TASK DESCRIPTION: For the entries below, repeat exactly each line starting with the one that contains "no listener behind." and going on through the one that contains "let snapshot = buffer.snapshot();", and no others.

EXCERPTED DATA:
____

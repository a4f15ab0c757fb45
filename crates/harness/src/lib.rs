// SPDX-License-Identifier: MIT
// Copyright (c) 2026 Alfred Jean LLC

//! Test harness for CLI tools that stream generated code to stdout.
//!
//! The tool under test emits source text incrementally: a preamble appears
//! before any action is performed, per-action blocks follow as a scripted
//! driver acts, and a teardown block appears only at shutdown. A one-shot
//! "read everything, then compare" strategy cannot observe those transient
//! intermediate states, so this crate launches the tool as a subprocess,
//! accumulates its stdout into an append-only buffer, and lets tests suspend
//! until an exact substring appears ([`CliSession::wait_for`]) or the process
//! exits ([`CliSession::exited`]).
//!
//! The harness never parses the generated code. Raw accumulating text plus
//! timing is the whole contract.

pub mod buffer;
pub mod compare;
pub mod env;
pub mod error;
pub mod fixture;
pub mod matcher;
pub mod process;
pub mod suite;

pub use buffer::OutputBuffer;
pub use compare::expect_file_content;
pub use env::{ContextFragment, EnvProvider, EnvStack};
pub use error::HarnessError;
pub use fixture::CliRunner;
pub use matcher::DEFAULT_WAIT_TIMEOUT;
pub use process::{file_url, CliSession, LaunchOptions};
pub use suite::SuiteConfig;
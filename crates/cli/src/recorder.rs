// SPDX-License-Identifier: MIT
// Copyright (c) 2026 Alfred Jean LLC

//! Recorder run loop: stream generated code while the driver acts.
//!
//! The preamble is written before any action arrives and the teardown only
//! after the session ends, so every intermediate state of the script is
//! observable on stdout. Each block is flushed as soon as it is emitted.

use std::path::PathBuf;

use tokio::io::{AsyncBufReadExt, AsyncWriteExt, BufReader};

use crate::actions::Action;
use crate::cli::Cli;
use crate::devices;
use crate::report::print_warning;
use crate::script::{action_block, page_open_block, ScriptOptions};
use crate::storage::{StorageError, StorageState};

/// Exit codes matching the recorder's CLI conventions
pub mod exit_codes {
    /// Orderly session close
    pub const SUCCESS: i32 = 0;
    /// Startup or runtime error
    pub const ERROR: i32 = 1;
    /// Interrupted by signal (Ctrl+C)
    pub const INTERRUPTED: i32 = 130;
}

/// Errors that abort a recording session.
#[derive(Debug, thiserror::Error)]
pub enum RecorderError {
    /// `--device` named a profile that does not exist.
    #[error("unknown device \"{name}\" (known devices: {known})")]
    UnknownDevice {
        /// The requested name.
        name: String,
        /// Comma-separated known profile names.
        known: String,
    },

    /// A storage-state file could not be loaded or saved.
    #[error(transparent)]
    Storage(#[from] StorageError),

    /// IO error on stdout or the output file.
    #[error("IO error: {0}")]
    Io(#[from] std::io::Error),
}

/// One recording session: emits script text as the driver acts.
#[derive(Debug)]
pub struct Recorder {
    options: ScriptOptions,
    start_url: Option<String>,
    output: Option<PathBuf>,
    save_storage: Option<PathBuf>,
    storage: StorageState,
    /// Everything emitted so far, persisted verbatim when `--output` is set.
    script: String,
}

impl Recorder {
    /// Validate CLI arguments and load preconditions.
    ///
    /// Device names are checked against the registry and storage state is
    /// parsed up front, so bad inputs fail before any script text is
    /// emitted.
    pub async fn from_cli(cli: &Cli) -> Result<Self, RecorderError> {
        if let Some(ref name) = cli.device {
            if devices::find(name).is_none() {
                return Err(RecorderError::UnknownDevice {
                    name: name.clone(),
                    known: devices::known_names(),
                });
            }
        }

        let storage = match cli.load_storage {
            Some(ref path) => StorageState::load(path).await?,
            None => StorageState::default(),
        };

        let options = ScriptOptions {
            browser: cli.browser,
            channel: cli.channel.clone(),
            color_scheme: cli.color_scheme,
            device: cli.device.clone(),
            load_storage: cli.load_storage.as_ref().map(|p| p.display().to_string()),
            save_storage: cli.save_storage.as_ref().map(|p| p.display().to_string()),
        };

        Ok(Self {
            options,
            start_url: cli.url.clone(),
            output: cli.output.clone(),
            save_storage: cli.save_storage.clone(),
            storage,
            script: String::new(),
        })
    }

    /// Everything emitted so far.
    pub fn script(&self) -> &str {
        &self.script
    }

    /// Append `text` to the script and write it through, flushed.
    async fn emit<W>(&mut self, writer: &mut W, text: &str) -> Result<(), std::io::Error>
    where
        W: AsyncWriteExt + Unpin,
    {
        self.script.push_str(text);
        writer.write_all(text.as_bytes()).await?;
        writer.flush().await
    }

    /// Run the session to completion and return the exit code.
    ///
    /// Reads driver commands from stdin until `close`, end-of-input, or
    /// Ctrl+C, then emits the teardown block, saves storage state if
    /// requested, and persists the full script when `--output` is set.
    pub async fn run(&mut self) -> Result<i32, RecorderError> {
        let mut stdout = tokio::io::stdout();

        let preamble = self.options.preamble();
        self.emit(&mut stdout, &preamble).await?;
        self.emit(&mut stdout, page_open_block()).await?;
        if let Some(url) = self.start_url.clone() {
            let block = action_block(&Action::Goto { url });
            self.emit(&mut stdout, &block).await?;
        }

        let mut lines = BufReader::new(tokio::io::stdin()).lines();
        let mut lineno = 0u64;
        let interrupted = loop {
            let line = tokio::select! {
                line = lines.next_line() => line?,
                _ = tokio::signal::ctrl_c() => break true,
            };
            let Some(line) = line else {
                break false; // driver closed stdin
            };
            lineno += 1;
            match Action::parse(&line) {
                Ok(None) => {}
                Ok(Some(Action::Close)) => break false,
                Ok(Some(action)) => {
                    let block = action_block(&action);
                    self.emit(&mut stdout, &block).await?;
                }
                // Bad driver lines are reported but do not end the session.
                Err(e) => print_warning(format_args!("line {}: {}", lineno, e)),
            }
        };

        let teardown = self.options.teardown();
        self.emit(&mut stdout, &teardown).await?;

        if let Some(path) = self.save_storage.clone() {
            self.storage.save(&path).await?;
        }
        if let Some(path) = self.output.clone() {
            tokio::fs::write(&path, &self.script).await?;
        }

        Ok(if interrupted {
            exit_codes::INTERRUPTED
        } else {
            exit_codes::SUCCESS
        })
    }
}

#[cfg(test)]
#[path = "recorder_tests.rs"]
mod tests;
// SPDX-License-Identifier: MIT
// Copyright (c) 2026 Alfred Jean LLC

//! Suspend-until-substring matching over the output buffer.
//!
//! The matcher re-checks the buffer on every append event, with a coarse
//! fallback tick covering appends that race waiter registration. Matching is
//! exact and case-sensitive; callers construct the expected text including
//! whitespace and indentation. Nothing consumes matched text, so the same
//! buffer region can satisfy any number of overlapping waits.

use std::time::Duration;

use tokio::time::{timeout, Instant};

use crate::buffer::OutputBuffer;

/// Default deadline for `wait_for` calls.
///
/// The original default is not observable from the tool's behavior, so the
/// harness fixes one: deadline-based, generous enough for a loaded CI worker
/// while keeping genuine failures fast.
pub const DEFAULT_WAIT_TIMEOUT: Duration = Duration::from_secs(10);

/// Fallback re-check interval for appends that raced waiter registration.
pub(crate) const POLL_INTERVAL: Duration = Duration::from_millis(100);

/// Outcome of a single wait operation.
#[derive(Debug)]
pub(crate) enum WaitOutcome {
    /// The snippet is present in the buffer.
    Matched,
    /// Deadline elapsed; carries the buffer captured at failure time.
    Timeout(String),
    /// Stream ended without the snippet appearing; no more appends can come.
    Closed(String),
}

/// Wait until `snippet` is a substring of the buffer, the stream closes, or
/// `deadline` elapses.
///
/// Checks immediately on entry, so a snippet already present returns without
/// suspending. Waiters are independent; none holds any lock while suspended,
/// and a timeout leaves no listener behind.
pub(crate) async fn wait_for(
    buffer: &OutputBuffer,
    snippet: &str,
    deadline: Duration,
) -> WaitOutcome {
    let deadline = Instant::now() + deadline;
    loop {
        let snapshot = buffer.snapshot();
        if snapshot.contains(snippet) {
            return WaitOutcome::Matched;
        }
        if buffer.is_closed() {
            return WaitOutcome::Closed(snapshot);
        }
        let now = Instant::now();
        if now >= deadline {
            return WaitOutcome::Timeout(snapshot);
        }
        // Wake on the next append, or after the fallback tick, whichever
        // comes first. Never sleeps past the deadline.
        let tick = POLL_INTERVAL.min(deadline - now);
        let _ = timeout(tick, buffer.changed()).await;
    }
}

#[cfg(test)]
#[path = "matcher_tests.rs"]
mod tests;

____

ANSWER SPACE:
/// and a timeout leaves no listener behind.
pub(crate) async fn wait_for(
    buffer: &OutputBuffer,
    snippet: &str,
    deadline: Duration,
) -> WaitOutcome {
    let deadline = Instant::now() + deadline;
    loop {
        let snapshot = buffer.snapshot();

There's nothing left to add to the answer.